Grandeur et décadence,

 

            L’actualité mondiale et celle française montrent simultanément la grandeur des uns et la décadence des autres. Les insurgés du « Printemps arabe » sont un exemple évident et historique de grandeur faisant basculer des régimes dictatoriaux et décadents. Comme l’écrit Jean Daniel : « Nous n’avons pas ici de kamikazes, de fanatiques artisans des attentats suicides. Ils ne tuent pas, ils laissent le péché du meurtre à leurs ennemis…Ils imposent la force immense et collective de leur seule présence. Voilà bien ce qui nous sépare des chevaliers de l’extrémisme. » Toutes les grandes démocraties mondiales ont mis du temps à comprendre la grandeur de ces aspirations. Nous avons trop souvent considérés les habitants du  Maghreb comme des êtres difficiles à comprendre et ne pouvant être canalisés que par des régimes forts. Le monde arabe faisait peur et le continent africain restait le symbole de la pauvreté, avec ce que cela suppose d’incapacité à s’assumer. Dans son discours du 26 juillet 2007 à l’université de Dakar, Nicolas Sarkozy n’avait pas craint de dire que le problème principal de l’Afrique venait de ce que : « L’homme africain n’est pas assez entré dans l’histoire…Le problème de l’Afrique, c’est qu’elle vit trop le présent dans la nostalgie du paradis perdu de l’enfance…Dans cet imaginaire où tout recommence toujours, il n’y a de place ni pour l’aventure humaine ni pour l’idée de progrès. » Cette arrogance d’une ancienne puissance coloniale était une preuve de non respect et donc une forme de décadence.

            En revanche, le 4 juin 2009, Barack Obama a prononcé au Caire un discours plein de grandeur  à l’attention des musulmans du monde entier.

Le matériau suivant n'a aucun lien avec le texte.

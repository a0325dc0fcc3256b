//! Per-customer record types flowing between pipeline stages.

use crate::segment::{RfmCode, Segment};
use std::fmt;

/// One of the three RFM metrics.
#[derive(Debug, Clone, Copy, PartialEq, Eq, Hash)]
pub enum Metric {
    Recency,
    Frequency,
    Monetary,
}

impl Metric {
    pub const ALL: [Metric; 3] = [Metric::Recency, Metric::Frequency, Metric::Monetary];

    /// Smaller raw values are better for recency, so its scores are reversed.
    pub fn is_inverted(self) -> bool {
        matches!(self, Metric::Recency)
    }

    pub fn name(self) -> &'static str {
        match self {
            Metric::Recency => "Recency",
            Metric::Frequency => "Frequency",
            Metric::Monetary => "Monetary",
        }
    }
}

impl fmt::Display for Metric {
    fn fmt(&self, f: &mut fmt::Formatter<'_>) -> fmt::Result {
        f.write_str(self.name())
    }
}

/// Raw RFM metrics for one customer.
///
/// A metric is `None` when the input could not define it (blank or invalid
/// cell in a pre-aggregated table). Such customers are kept out of that
/// metric's distribution and reported as unscored.
#[derive(Debug, Clone, PartialEq)]
pub struct CustomerRecord {
    pub customer_id: String,
    /// Whole days since the most recent qualifying transaction
    pub recency: Option<f64>,
    /// Number of qualifying transactions
    pub frequency: Option<u64>,
    /// Total value of qualifying transactions
    pub monetary: Option<f64>,
}

impl CustomerRecord {
    pub fn new(customer_id: impl Into<String>, recency: f64, frequency: u64, monetary: f64) -> Self {
        Self {
            customer_id: customer_id.into(),
            recency: Some(recency),
            frequency: Some(frequency),
            monetary: Some(monetary),
        }
    }

    /// Metric value as a float, ready for quantile binning.
    pub fn metric(&self, metric: Metric) -> Option<f64> {
        match metric {
            Metric::Recency => self.recency,
            Metric::Frequency => self.frequency.map(|f| f as f64),
            Metric::Monetary => self.monetary,
        }
    }

    /// Metrics this record leaves undefined.
    pub fn missing_metrics(&self) -> Vec<Metric> {
        Metric::ALL
            .into_iter()
            .filter(|&m| self.metric(m).is_none())
            .collect()
    }
}

/// A fully scored customer.
#[derive(Debug, Clone, PartialEq)]
pub struct ScoredRecord {
    pub customer_id: String,
    pub recency: f64,
    pub frequency: u64,
    pub monetary: f64,
    pub r_score: u8,
    pub f_score: u8,
    pub m_score: u8,
    pub code: RfmCode,
    pub segment: Segment,
}

impl ScoredRecord {
    pub fn score(&self, metric: Metric) -> u8 {
        match metric {
            Metric::Recency => self.r_score,
            Metric::Frequency => self.f_score,
            Metric::Monetary => self.m_score,
        }
    }
}

/// A customer left out of scoring because one or more metrics are undefined.
#[derive(Debug, Clone, PartialEq, Eq)]
pub struct UnscoredCustomer {
    pub customer_id: String,
    pub missing: Vec<Metric>,
}

#[cfg(test)]
mod tests {
    use super::*;

    #[test]
    fn test_missing_metrics() {
        let record = CustomerRecord {
            customer_id: "c1".to_string(),
            recency: None,
            frequency: Some(3),
            monetary: None,
        };
        assert_eq!(record.missing_metrics(), vec![Metric::Recency, Metric::Monetary]);
        assert_eq!(record.metric(Metric::Frequency), Some(3.0));

        let full = CustomerRecord::new("c2", 10.0, 2, 99.5);
        assert!(full.missing_metrics().is_empty());
    }

    #[test]
    fn test_only_recency_is_inverted() {
        assert!(Metric::Recency.is_inverted());
        assert!(!Metric::Frequency.is_inverted());
        assert!(!Metric::Monetary.is_inverted());
    }
}
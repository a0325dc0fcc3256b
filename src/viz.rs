//! Charts of an RFM run using Plotters

use crate::record::ScoredRecord;
use crate::report::{RfmReport, SegmentSummary};
use crate::segment::Segment;
use plotters::prelude::*;
use std::path::{Path, PathBuf};

/// Color per segment, best to worst
const SEGMENT_COLORS: [RGBColor; 5] = [
    RGBColor(46, 139, 87),
    RGBColor(65, 105, 225),
    RGBColor(0, 170, 190),
    RGBColor(230, 160, 30),
    RGBColor(200, 50, 50),
];

/// Number of buckets in the frequency histogram
pub const FREQUENCY_BUCKETS: usize = 10;

fn segment_color(segment: Segment) -> RGBColor {
    let idx = Segment::ALL
        .iter()
        .position(|&s| s == segment)
        .unwrap_or(Segment::ALL.len() - 1);
    SEGMENT_COLORS[idx]
}

/// Output files produced by [`generate_charts`].
#[derive(Debug, Clone, PartialEq, Eq)]
pub struct ChartPaths {
    pub segments: PathBuf,
    pub recency_monetary: PathBuf,
    pub frequency: PathBuf,
}

impl ChartPaths {
    /// Derive chart file names from a base path, e.g. `rfm.png` becomes
    /// `rfm_segments.png`, `rfm_recency_monetary.png` and `rfm_frequency.png`.
    pub fn from_base(base: &Path) -> Self {
        let stem = base
            .file_stem()
            .and_then(|s| s.to_str())
            .unwrap_or("rfm");
        let ext = base.extension().and_then(|e| e.to_str()).unwrap_or("png");
        let with_suffix = |suffix: &str| base.with_file_name(format!("{stem}_{suffix}.{ext}"));

        Self {
            segments: with_suffix("segments"),
            recency_monetary: with_suffix("recency_monetary"),
            frequency: with_suffix("frequency"),
        }
    }
}

/// One bar of a histogram, covering `lower..upper`.
#[derive(Debug, Clone, Copy, PartialEq)]
pub struct HistogramBucket {
    pub lower: f64,
    pub upper: f64,
    pub count: usize,
}

/// Equal-width histogram. The last bucket includes the maximum.
pub fn histogram(values: &[f64], buckets: usize) -> Vec<HistogramBucket> {
    if values.is_empty() || buckets == 0 {
        return Vec::new();
    }

    let min = values.iter().copied().fold(f64::INFINITY, f64::min);
    let max = values.iter().copied().fold(f64::NEG_INFINITY, f64::max);
    let width = if max > min { (max - min) / buckets as f64 } else { 1.0 };

    let mut result: Vec<HistogramBucket> = (0..buckets)
        .map(|i| HistogramBucket {
            lower: min + width * i as f64,
            upper: min + width * (i + 1) as f64,
            count: 0,
        })
        .collect();

    for &value in values {
        let idx = (((value - min) / width).floor() as usize).min(buckets - 1);
        result[idx].count += 1;
    }
    result
}

/// Axis bounds around `values` with 5% padding on each side.
pub fn padded_range(values: impl Iterator<Item = f64>) -> (f64, f64) {
    let (min, max) = values.fold((f64::INFINITY, f64::NEG_INFINITY), |(lo, hi), v| {
        (lo.min(v), hi.max(v))
    });
    if !min.is_finite() || !max.is_finite() {
        return (0.0, 1.0);
    }
    let pad = if max > min { (max - min) * 0.05 } else { 1.0 };
    (min - pad, max + pad)
}

/// Bar chart of customers per segment.
pub fn create_segment_chart(summary: &SegmentSummary, output_path: &Path) -> crate::Result<()> {
    let counts: Vec<(Segment, usize)> = summary.iter().collect();
    let max_count = counts.iter().map(|&(_, n)| n).max().unwrap_or(0).max(1) as u32;

    let root = BitMapBackend::new(output_path, (900, 600)).into_drawing_area();
    root.fill(&WHITE)?;

    let mut chart = ChartBuilder::on(&root)
        .caption("Customer Segmentation Distribution", ("sans-serif", 30))
        .margin(10)
        .x_label_area_size(50)
        .y_label_area_size(60)
        .build_cartesian_2d(
            (0u32..counts.len() as u32).into_segmented(),
            0u32..(max_count + max_count / 10 + 1),
        )?;

    chart
        .configure_mesh()
        .disable_x_mesh()
        .x_desc("Segment")
        .y_desc("Number of Customers")
        .x_label_formatter(&|value| match value {
            SegmentValue::CenterOf(idx) => Segment::ALL
                .get(*idx as usize)
                .map(|s| s.label().to_string())
                .unwrap_or_default(),
            _ => String::new(),
        })
        .axis_desc_style(("sans-serif", 15))
        .draw()?;

    for (idx, &(segment, count)) in counts.iter().enumerate() {
        chart.draw_series(
            Histogram::vertical(&chart)
                .style(segment_color(segment).filled())
                .margin(20)
                .data(std::iter::once((idx as u32, count as u32))),
        )?;
    }

    root.present()?;
    log::info!("segment chart saved to {}", output_path.display());
    Ok(())
}

/// Scatter plot of recency against monetary value, colored by segment.
pub fn create_recency_monetary_chart(
    records: &[ScoredRecord],
    output_path: &Path,
) -> crate::Result<()> {
    let (x_min, x_max) = padded_range(records.iter().map(|r| r.recency));
    let (y_min, y_max) = padded_range(records.iter().map(|r| r.monetary));

    let root = BitMapBackend::new(output_path, (800, 600)).into_drawing_area();
    root.fill(&WHITE)?;

    let mut chart = ChartBuilder::on(&root)
        .caption("Recency vs Monetary", ("sans-serif", 30))
        .margin(10)
        .x_label_area_size(50)
        .y_label_area_size(70)
        .build_cartesian_2d(x_min..x_max, y_min..y_max)?;

    chart
        .configure_mesh()
        .x_desc("Recency (days)")
        .y_desc("Monetary")
        .axis_desc_style(("sans-serif", 15))
        .draw()?;

    for segment in Segment::ALL {
        let color = segment_color(segment);
        chart
            .draw_series(
                records
                    .iter()
                    .filter(|r| r.segment == segment)
                    .map(|r| Circle::new((r.recency, r.monetary), 4, color.filled())),
            )?
            .label(segment.label())
            .legend(move |(x, y)| Circle::new((x + 5, y), 4, color.filled()));
    }

    chart
        .configure_series_labels()
        .background_style(&WHITE.mix(0.8))
        .border_style(&BLACK)
        .draw()?;

    root.present()?;
    log::info!("recency/monetary chart saved to {}", output_path.display());
    Ok(())
}

/// Histogram of purchase frequency.
pub fn create_frequency_chart(records: &[ScoredRecord], output_path: &Path) -> crate::Result<()> {
    let frequencies: Vec<f64> = records.iter().map(|r| r.frequency as f64).collect();
    let buckets = histogram(&frequencies, FREQUENCY_BUCKETS);
    let max_count = buckets.iter().map(|b| b.count).max().unwrap_or(0).max(1) as f64;
    let x_min = buckets.first().map_or(0.0, |b| b.lower);
    let x_max = buckets.last().map_or(1.0, |b| b.upper);

    let root = BitMapBackend::new(output_path, (800, 600)).into_drawing_area();
    root.fill(&WHITE)?;

    let mut chart = ChartBuilder::on(&root)
        .caption("Frequency Distribution", ("sans-serif", 30))
        .margin(10)
        .x_label_area_size(50)
        .y_label_area_size(60)
        .build_cartesian_2d(x_min..x_max, 0f64..(max_count * 1.1))?;

    chart
        .configure_mesh()
        .x_desc("Frequency")
        .y_desc("Number of Customers")
        .axis_desc_style(("sans-serif", 15))
        .draw()?;

    chart.draw_series(buckets.iter().map(|b| {
        Rectangle::new([(b.lower, 0.0), (b.upper, b.count as f64)], BLUE.mix(0.6).filled())
    }))?;

    root.present()?;
    log::info!("frequency chart saved to {}", output_path.display());
    Ok(())
}

/// Render all charts next to `base_path`.
///
/// # Arguments
/// * `report` - Completed RFM report
/// * `base_path` - Path the chart file names are derived from
///
/// # Returns
/// * `ChartPaths` of the three PNG files written
pub fn generate_charts(report: &RfmReport, base_path: &Path) -> crate::Result<ChartPaths> {
    let paths = ChartPaths::from_base(base_path);

    create_segment_chart(&report.summary, &paths.segments)?;
    create_recency_monetary_chart(&report.records, &paths.recency_monetary)?;
    create_frequency_chart(&report.records, &paths.frequency)?;

    Ok(paths)
}
//! SegmentForge: RFM customer segmentation CLI
//!
//! Loads a CSV table, scores every customer, writes the per-customer report
//! and renders summary charts.

use anyhow::{Context, Result};
use clap::Parser;
use segmentforge::{compute_rfm_with, load_table, print_report, save_report, viz, Args};
use std::time::Instant;

fn main() -> Result<()> {
    let args = Args::parse();
    init_logging(args.verbose);

    let start_time = Instant::now();
    let options = args.pipeline_options()?;

    log::info!("loading {}", args.input.display());
    let table = load_table(&args.input)?;
    log::debug!("columns: {:?}", table.columns());
    println!("✓ Data loaded: {} rows", table.height());

    log::info!(
        "reference date {}, schema {:?}",
        options.reference_date.format("%Y-%m-%d %H:%M:%S"),
        options.schema
    );
    let report = compute_rfm_with(&table, &options).context("RFM computation failed")?;
    println!(
        "✓ Scored {} customers ({} unscored)",
        report.scored_count(),
        report.unscored.len()
    );

    save_report(&args.output, &report.records)?;
    println!("✓ Report saved to: {}", args.output.display());

    print_report(&report, args.top);

    if args.no_charts {
        log::debug!("chart rendering disabled");
    } else if report.records.is_empty() {
        log::warn!("no scored customers, skipping charts");
    } else {
        let paths = viz::generate_charts(&report, &args.charts)?;
        println!("\n✓ Charts saved:");
        println!("  {}", paths.segments.display());
        println!("  {}", paths.recency_monetary.display());
        println!("  {}", paths.frequency.display());
    }

    println!(
        "\nTotal processing time: {:.2}s",
        start_time.elapsed().as_secs_f64()
    );
    Ok(())
}

/// `RUST_LOG` wins; otherwise `--verbose` selects debug over info.
fn init_logging(verbose: bool) {
    let default_level = if verbose { "debug" } else { "info" };
    env_logger::Builder::from_env(env_logger::Env::default().default_filter_or(default_level))
        .format_timestamp(None)
        .init();
}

Il a dit notamment : « Tant que notre relation restera définie par nos différences, nous donnerons  du pouvoir  à ceux qui sèment la haine, et non la paix, et qui encouragent le conflit au lieu de la coopération qui peut aider nos deux peuples à connaître la justice et la prospérité. C’est ce cycle de la défiance et de la discorde qui doit être brisé. Je suis venu ici au Caire en quête d’un nouveau départ pour les Etats Unis et les musulmans du monde entier, un départ fondé sur l’intérêt mutuel et le respect mutuel, et reposant sur la proposition vraie que l’Amérique et l’Islam ne s’excluent pas et qu’ils n’ont pas lieu de se faire concurrence. Bien au contraire, l’Amérique et l’Islam se recoupent et se nourrissent de principes communs, à savoir la justice et le progrès, la tolérance et la dignité de chaque être humain. » On voit bien la différence de ton entre Nicolas Sarkozy et Barack Obama, et on mesure le fossé d’incompréhension qui s’est creusé entre la France et les pays arabes. Cela explique les errements diplomatiques que nous avons connus au cours de ces deux derniers mois. François Ernenwein, dans « La Croix » explique bien ce fossé quand il écrit : « Si l’aspiration démocratique au sud de l’Europe avait paru d’emblée légitime, si les dictatures tunisienne, égyptienne, libyenne (pour ne citer qu’elles) avaient été vraiment prises pour ce qu’elles étaient, personne ne se serait risqué à pactiser ostensiblement avec elles avant de devoir prendre du recul. Mais dans la balance coûts-avantages, l’apparente stabilité politique et économique assurée par ces régimes et le rempart qu’ils devaient offrir pour contenir l’islamisme semblaient l’emporter sur bien d’autres considérations. Dès lors, il devenait difficile de comprendre les révoltes naissantes. »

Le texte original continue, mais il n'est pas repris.